Spade Work

http://commons.wikimedia.org/wiki/File:Map_of_Cocos_from_Pacific_Islands,_vol._2_(Geographical_Handbook_Series,_1943).jpg

August Gussler was persistent. Convinced that Costa Rica’s tiny Cocos Island hid the loot of generations of pirates, the German adventurer set up camp there and in 1889 started digging.

The island occupies only 9 square miles, but it’s crowded with the ghosts of wealthy criminals, including English buccaneers Edward Davis and Bartholomew Sharp, Portuguese pirate Benito Bonito, and Captain William Thompson, who, entrusted with $60 million during an uprising in Lima in 1820, had turned criminal and kept it for himself. All of these, it was said, had hid their loot in the caves of Cocos, whose location 500 miles off the coast had made it an ideal haven for pirates plying the South Seas.
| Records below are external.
use crate::DecodeMode;

/// Segment register named by an override prefix.
#[derive(Debug, Clone, Copy, PartialEq, Eq)]
pub enum SegmentReg {
    Es = 0,
    Cs = 1,
    Ss = 2,
    Ds = 3,
    Fs = 4,
    Gs = 5,
}

/// Decoded REX prefix bits (64-bit mode only).
#[derive(Debug, Default, Clone, Copy, PartialEq, Eq)]
pub struct RexPrefix {
    pub w: bool,
    pub r: bool,
    pub x: bool,
    pub b: bool,
}

impl RexPrefix {
    fn from_byte(byte: u8) -> Self {
        Self {
            w: byte & 0b1000 != 0,
            r: byte & 0b0100 != 0,
            x: byte & 0b0010 != 0,
            b: byte & 0b0001 != 0,
        }
    }
}

/// Prefix-derived decode state.
#[derive(Debug, Default, Clone, Copy, PartialEq, Eq)]
pub struct Prefixes {
    /// Last segment override seen, if any. Recorded for diagnostics; the
    /// address resolver assumes all segment bases are zero.
    pub segment: Option<SegmentReg>,
    /// `0x66` seen an odd number of times.
    pub operand_size_override: bool,
    /// `0x67` seen an odd number of times.
    pub address_size_override: bool,
    /// Last REX byte seen (64-bit mode only).
    pub rex: Option<RexPrefix>,
}

/// Scan legacy (and, in 64-bit mode, REX) prefixes from the start of `bytes`.
///
/// Returns the accumulated prefix state and the number of bytes consumed;
/// the first unconsumed byte is the opcode's first byte. The scan never reads
/// past `bytes` and cannot fail: an all-prefix buffer simply leaves nothing
/// for the opcode.
///
/// `0x66`/`0x67` *toggle* their attribute, so a doubled prefix cancels out,
/// matching hardware. The last REX byte and the last segment override win.
/// LOCK/REPNE/REPE are consumed for length accounting only; none of the
/// instructions this decoder serves give them meaning.
pub fn scan_prefixes(bytes: &[u8], mode: DecodeMode) -> (Prefixes, usize) {
    let mut prefixes = Prefixes::default();
    let mut idx = 0usize;

    while idx < bytes.len() {
        let byte = bytes[idx];

        // In 32-bit mode 0x40..=0x4F are inc/dec opcodes, not prefixes.
        if mode == DecodeMode::Bits64 && (0x40..=0x4F).contains(&byte) {
            prefixes.rex = Some(RexPrefix::from_byte(byte));
            idx += 1;
            continue;
        }

        match byte {
            0x26 => prefixes.segment = Some(SegmentReg::Es),
            0x2E => prefixes.segment = Some(SegmentReg::Cs),
            0x36 => prefixes.segment = Some(SegmentReg::Ss),
            0x3E => prefixes.segment = Some(SegmentReg::Ds),
            0x64 => prefixes.segment = Some(SegmentReg::Fs),
            0x65 => prefixes.segment = Some(SegmentReg::Gs),
            0x66 => prefixes.operand_size_override = !prefixes.operand_size_override,
            0x67 => prefixes.address_size_override = !prefixes.address_size_override,
            // lock / repne / repe
            0xF0 | 0xF2 | 0xF3 => {}
            _ => break,
        }
        idx += 1;
    }

    (prefixes, idx)
}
To aid in his search, Gussler had made himself a student of the island’s history. Bonito, he told one visitor, had buried “three hundred thousand pounds’ weight of silver and silver dollars, in a sandstone cave in the side of the mountain. Then he laid kegs of powder on top of the cave and blew away the face of the cliff. In another excavation he placed gold bricks, 733 of them, four by three inches in size, and two inches thick, and 273 gold-hilted swords, inlaid with jewels. On a bit of land in the little river, he buried several iron kettles filled with gold coin.”

Alas, it was hidden remarkably well. In 1908, when Gussler gave up his quest, he had found six gold coins.